*** INPUT ***

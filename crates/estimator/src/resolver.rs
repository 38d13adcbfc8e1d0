use std::cmp::Ordering;
use std::collections::BTreeSet;

use serde::Serialize;

use crate::error::EstimateError;
use crate::model::{
    ContextMatches, ReferenceRow, ReferenceTable, ReferenceTables, VehicleContext, VehicleSelection,
};

/// Option lists for each selection stage, given what has been picked so far.
#[derive(Debug, Clone, Default, PartialEq, Eq, Serialize)]
pub struct SelectionOptions {
    pub makers: Vec<String>,
    pub models: Vec<String>,
    pub years: Vec<String>,
    pub cities: Vec<String>,
    pub finishes: Vec<String>,
}

/// Selections made so far in the cascade.
#[derive(Debug, Clone, Default)]
pub struct PartialSelection {
    pub maker: Option<String>,
    pub model: Option<String>,
}

/// Build every option list at once. Models need a maker and years need a
/// model; without them those lists are empty.
pub fn cascade(tables: &ReferenceTables, partial: &PartialSelection) -> SelectionOptions {
    SelectionOptions {
        makers: maker_options(tables),
        models: partial
            .maker
            .as_deref()
            .map(|m| model_options(tables, m))
            .unwrap_or_default(),
        years: partial
            .model
            .as_deref()
            .map(|m| year_options(tables, m))
            .unwrap_or_default(),
        cities: city_options(tables),
        finishes: finish_options(tables),
    }
}

/// Makers present in either schedule, sorted.
pub fn maker_options(tables: &ReferenceTables) -> Vec<String> {
    distinct(schedule_rows(tables), |r| Some(&r.maker))
}

/// Models for `maker` across both schedules, sorted.
pub fn model_options(tables: &ReferenceTables, maker: &str) -> Vec<String> {
    distinct(schedule_rows(tables), |r| (r.maker == maker).then_some(&r.model))
}

/// Years for `model` across both schedules, most recent first.
pub fn year_options(tables: &ReferenceTables, model: &str) -> Vec<String> {
    let mut years = distinct(schedule_rows(tables), |r| (r.model == model).then_some(&r.year));
    years.sort_by(|a, b| year_order(b, a));
    years
}

/// Every city in either schedule. Not narrowed by earlier picks, so a city
/// missing from one schedule is still offered.
pub fn city_options(tables: &ReferenceTables) -> Vec<String> {
    distinct(schedule_rows(tables), |r| Some(&r.city))
}

/// Paint finishes, from the paint schedule only.
pub fn finish_options(tables: &ReferenceTables) -> Vec<String> {
    distinct(tables.paint.rows.iter(), |r| r.finish.as_ref())
}

/// Resolve the selection to one paint row and one labour row.
///
/// The first matching row wins when a schedule has duplicates; the match
/// counts are kept on the context so callers can report them.
pub fn resolve_context<'a>(
    tables: &'a ReferenceTables,
    selection: &VehicleSelection,
) -> Result<VehicleContext<'a>, EstimateError> {
    let (paint, paint_count) = first_match(&tables.paint, selection)?;
    let (labour, labour_count) = first_match(&tables.labour, selection)?;

    let matches = ContextMatches {
        paint: paint_count,
        labour: labour_count,
    };
    if matches.has_duplicates() {
        log::warn!(
            "duplicate schedule rows for {selection}: {} paint, {} labour; using the first of each",
            matches.paint,
            matches.labour,
        );
    }

    Ok(VehicleContext {
        paint,
        labour,
        matches,
    })
}

fn first_match<'a>(
    table: &'a ReferenceTable,
    selection: &VehicleSelection,
) -> Result<(&'a ReferenceRow, usize), EstimateError> {
    let mut hits = table.rows.iter().filter(|r| r.matches(selection));
    let first = hits.next().ok_or_else(|| EstimateError::NoMatchingContext {
        table: table.kind.to_string(),
        selection: selection.to_string(),
    })?;
    Ok((first, 1 + hits.count()))
}

fn schedule_rows(tables: &ReferenceTables) -> impl Iterator<Item = &ReferenceRow> {
    tables.paint.rows.iter().chain(tables.labour.rows.iter())
}

/// Sorted distinct non-blank values picked from rows.
fn distinct<'a, I, F>(rows: I, pick: F) -> Vec<String>
where
    I: Iterator<Item = &'a ReferenceRow>,
    F: Fn(&'a ReferenceRow) -> Option<&'a String>,
{
    let set: BTreeSet<&String> = rows.filter_map(pick).filter(|v| !v.is_empty()).collect();
    set.into_iter().cloned().collect()
}

/// Numeric years compare as numbers and rank above non-numeric labels.
fn year_order(a: &str, b: &str) -> Ordering {
    match (a.parse::<i64>(), b.parse::<i64>()) {
        (Ok(x), Ok(y)) => x.cmp(&y),
        (Ok(_), Err(_)) => Ordering::Greater,
        (Err(_), Ok(_)) => Ordering::Less,
        (Err(_), Err(_)) => a.cmp(b),
    }
}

*** End of INPUT ***

**PROBLEM TO SOLVE**
Your response must consist of all the records, retyped exactly.

**ANSWER SPACE**
filename crates/estimator/src/resolver.rs
repository 38d13adcbfc8e1d0
use std::cmp::Ordering;
use std::collections::BTreeSet;

use serde::Serialize;

use crate::error::EstimateError;
use crate::model::{
    ContextMatches, ReferenceRow, ReferenceTable, ReferenceTables, VehicleContext, VehicleSelection,
};

/// Option lists for each selection stage, given what has been picked so far.
#[derive(Debug, Clone, Default, PartialEq, Eq, Serialize)]
pub struct SelectionOptions {
    pub makers: Vec<String>,
    pub models: Vec<String>,
    pub years: Vec<String>,
    pub cities: Vec<String>,
    pub finishes: Vec<String>,
}

/// Selections made so far in the cascade.
#[derive(Debug, Clone, Default)]
pub struct PartialSelection {
    pub maker: Option<String>,
    pub model: Option<String>,
}

/// Build every option list at once. Models need a maker and years need a
/// model; without them those lists are empty.
pub fn cascade(tables: &ReferenceTables, partial: &PartialSelection) -> SelectionOptions {
    SelectionOptions {
        makers: maker_options(tables),
        models: partial
            .maker
            .as_deref()
            .map(|m| model_options(tables, m))
            .unwrap_or_default(),
        years: partial
            .model
            .as_deref()
            .map(|m| year_options(tables, m))
            .unwrap_or_default(),
        cities: city_options(tables),
        finishes: finish_options(tables),
    }
}

/// Makers present in either schedule, sorted.
pub fn maker_options(tables: &ReferenceTables) -> Vec<String> {
    distinct(schedule_rows(tables), |r| Some(&r.maker))
}

/// Models for `maker` across both schedules, sorted.
pub fn model_options(tables: &ReferenceTables, maker: &str) -> Vec<String> {
    distinct(schedule_rows(tables), |r| (r.maker == maker).then_some(&r.model))
}

/// Years for `model` across both schedules, most recent first.
pub fn year_options(tables: &ReferenceTables, model: &str) -> Vec<String> {
    let mut years = distinct(schedule_rows(tables), |r| (r.model == model).then_some(&r.year));
    years.sort_by(|a, b| year_order(b, a));
    years
}

/// Every city in either schedule. Not narrowed by earlier picks, so a city
/// missing from one schedule is still offered.
pub fn city_options(tables: &ReferenceTables) -> Vec<String> {
    distinct(schedule_rows(tables), |r| Some(&r.city))
}

/// Paint finishes, from the paint schedule only.
pub fn finish_options(tables: &ReferenceTables) -> Vec<String> {
    distinct(tables.paint.rows.iter(), |r| r.finish.as_ref())
}

/// Resolve the selection to one paint row and one labour row.
///
/// The first matching row wins when a schedule has duplicates; the match
/// counts are kept on the context so callers can report them.
pub fn resolve_context<'a>(
    tables: &'a ReferenceTables,
    selection: &VehicleSelection,
) -> Result<VehicleContext<'a>, EstimateError> {
    let (paint, paint_count) = first_match(&tables.paint, selection)?;
    let (labour, labour_count) = first_match(&tables.labour, selection)?;

    let matches = ContextMatches {
        paint: paint_count,
        labour: labour_count,
    };
    if matches.has_duplicates() {
        log::warn!(
            "duplicate schedule rows for {selection}: {} paint, {} labour; using the first of each",
            matches.paint,
            matches.labour,
        );
    }

    Ok(VehicleContext {
        paint,
        labour,
        matches,
    })
}

fn first_match<'a>(
    table: &'a ReferenceTable,
    selection: &VehicleSelection,
) -> Result<(&'a ReferenceRow, usize), EstimateError> {
    let mut hits = table.rows.iter().filter(|r| r.matches(selection));
    let first = hits.next().ok_or_else(|| EstimateError::NoMatchingContext {
        table: table.kind.to_string(),
        selection: selection.to_string(),
    })?;
    Ok((first, 1 + hits.count()))
}

fn schedule_rows(tables: &ReferenceTables) -> impl Iterator<Item = &ReferenceRow> {
    tables.paint.rows.iter().chain(tables.labour.rows.iter())
}

/// Sorted distinct non-blank values picked from rows.
fn distinct<'a, I, F>(rows: I, pick: F) -> Vec<String>
where
    I: Iterator<Item = &'a ReferenceRow>,
    F: Fn(&'a ReferenceRow) -> Option<&'a String>,
{
    let set: BTreeSet<&String> = rows.filter_map(pick).filter(|v| !v.is_empty()).collect();
    set.into_iter().cloned().collect()
}

/// Numeric years compare as numbers and rank above non-numeric labels.
fn year_order(a: &str, b: &str) -> Ordering {
    match (a.parse::<i64>(), b.parse::<i64>()) {
        (Ok(x), Ok(y)) => x.cmp(&y),
        (Ok(_), Err(_)) => Ordering::Greater,
        (Err(_), Ok(_)) => Ordering::Less,
        (Err(_), Err(_)) => a.cmp(b),
    }
}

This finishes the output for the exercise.